Explore core Angular interview concepts with these essential, easy-level questions designed for developers aiming for senior roles. This quiz highlights fundamental Angular principles, best practices, and potential pitfalls encountered in real-world applications.

  1. Understanding Angular Lifecycle Hooks

    Which lifecycle hook is most appropriate for initializing data that depends on component inputs in an Angular component?

    1. ngAfterContentInit
    2. ngDoCheck
    3. ngOnInit
    4. ngOnChanges

    Explanation: The ngOnInit lifecycle hook is designed for component initialization after its inputs are set, making it ideal for setting up data that relies on those inputs. ngAfterContentInit occurs after projecting content into the component, which does not guarantee all input properties are in place. ngOnChanges fires on every change of input properties, but it's meant for responding to those changes, not for initializing dependent data. ngDoCheck is used for custom change detection, not typically for initialization.

  2. Angular Dependency Injection Providers

    In Angular, how can you make a service available only to a single component and its child components, rather than the entire application?

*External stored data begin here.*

use super::{Actions, ConfirmDialog};
use crate::api::{with_identifier_query, CallOptions};
use crate::types::OnlineEntry;

const ONLINES_PATH: &str = "/api/onlines";

impl Actions {
    /// Streamed URLs the server remembers, most recent first as the server sorts them.
    pub async fn list_onlines(&self) -> Option<Vec<OnlineEntry>> {
        self.view.set_loading(true);
        let onlines = self
            .api
            .call_as::<Vec<OnlineEntry>>(ONLINES_PATH, CallOptions::get("Error fetching onlines").quiet())
            .await;
        self.view.set_loading(false);
        onlines
    }

    pub fn confirm_delete_online(&self, entry: &OnlineEntry) {
        self.open_dialog(ConfirmDialog::delete_online(entry));
    }

    /// Forgets one tracked URL. The caller lists again on success.
    pub async fn delete_online(&self, url: &str) -> bool {
        if url.trim().is_empty() {
            self.toast("Wrong number of parameters for OnlineEntry");
            return false;
        }
        let path = with_identifier_query(ONLINES_PATH, url);
        self.api.call(&path, CallOptions::delete("Error deleting entry")).await.is_some()
    }
}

    1. Add the service to the app module’s imports
    2. Set providedIn: 'root' in the service decorator
    3. Provide the service in the component’s providers array
    4. Register the service in the main.ts file

    Explanation: By listing the service in a component’s providers array, a new instance is created specifically for that component and its descendants, limiting its scope. Adding the service to the app module’s imports has no effect on service instance creation. Using providedIn: 'root' makes the service a singleton available throughout the application. The main.ts file is not used for registering dependency injection providers.

  3. Structural Directives vs. Attribute Directives

    Which statement best differentiates structural directives from attribute directives in Angular?

    1. Structural directives are used for data binding, whereas attribute directives are used for event handling.
    2. Attribute directives must be prefixed with an asterisk, while structural directives do not require any prefix.
    3. Structural directives alter the layout by adding or removing elements in the DOM, while attribute directives only change the behavior or appearance of existing elements.
    4. Attribute directives can create new HTML tags, while structural directives cannot.

    Explanation: Structural directives (such as *ngIf and *ngFor) change the DOM layout by adding or removing elements dynamically, whereas attribute directives modify the appearance or behavior of existing DOM elements. Attribute directives cannot create new HTML tags, and structural directives are not specifically for data binding. The asterisk prefix is unique to structural directives, not attribute ones.

  4. Angular Reactive Forms Basics

    If you want to create a form group dynamically in Angular and track the validity of its controls, which feature should you use?

    1. FormArray
    2. Template-driven forms
    3. Reactive Forms
    4. AsyncValidator

    Explanation: Reactive Forms provide a model-driven approach for building forms dynamically and tracking state and validations programmatically. Template-driven forms rely more on directives and don't offer as much dynamic control. FormArray is used within reactive forms to manage arrays of controls, not to create form groups themselves. AsyncValidator is a validation mechanism, not a form structure feature.

  5. Change Detection Strategy

    Which Angular change detection strategy reduces the number of checks by only updating the component when its inputs change or an event is triggered within its view?

    1. Manual
    2. OnPush
    3. Automatic
    4. Default

    Explanation: The OnPush change detection strategy optimizes performance by only running change detection for a component when its input properties change or an event is fired within its template. The Default strategy checks the entire component tree on every change detection cycle. There are no built-in strategies named Manual or Automatic; those options are distractors.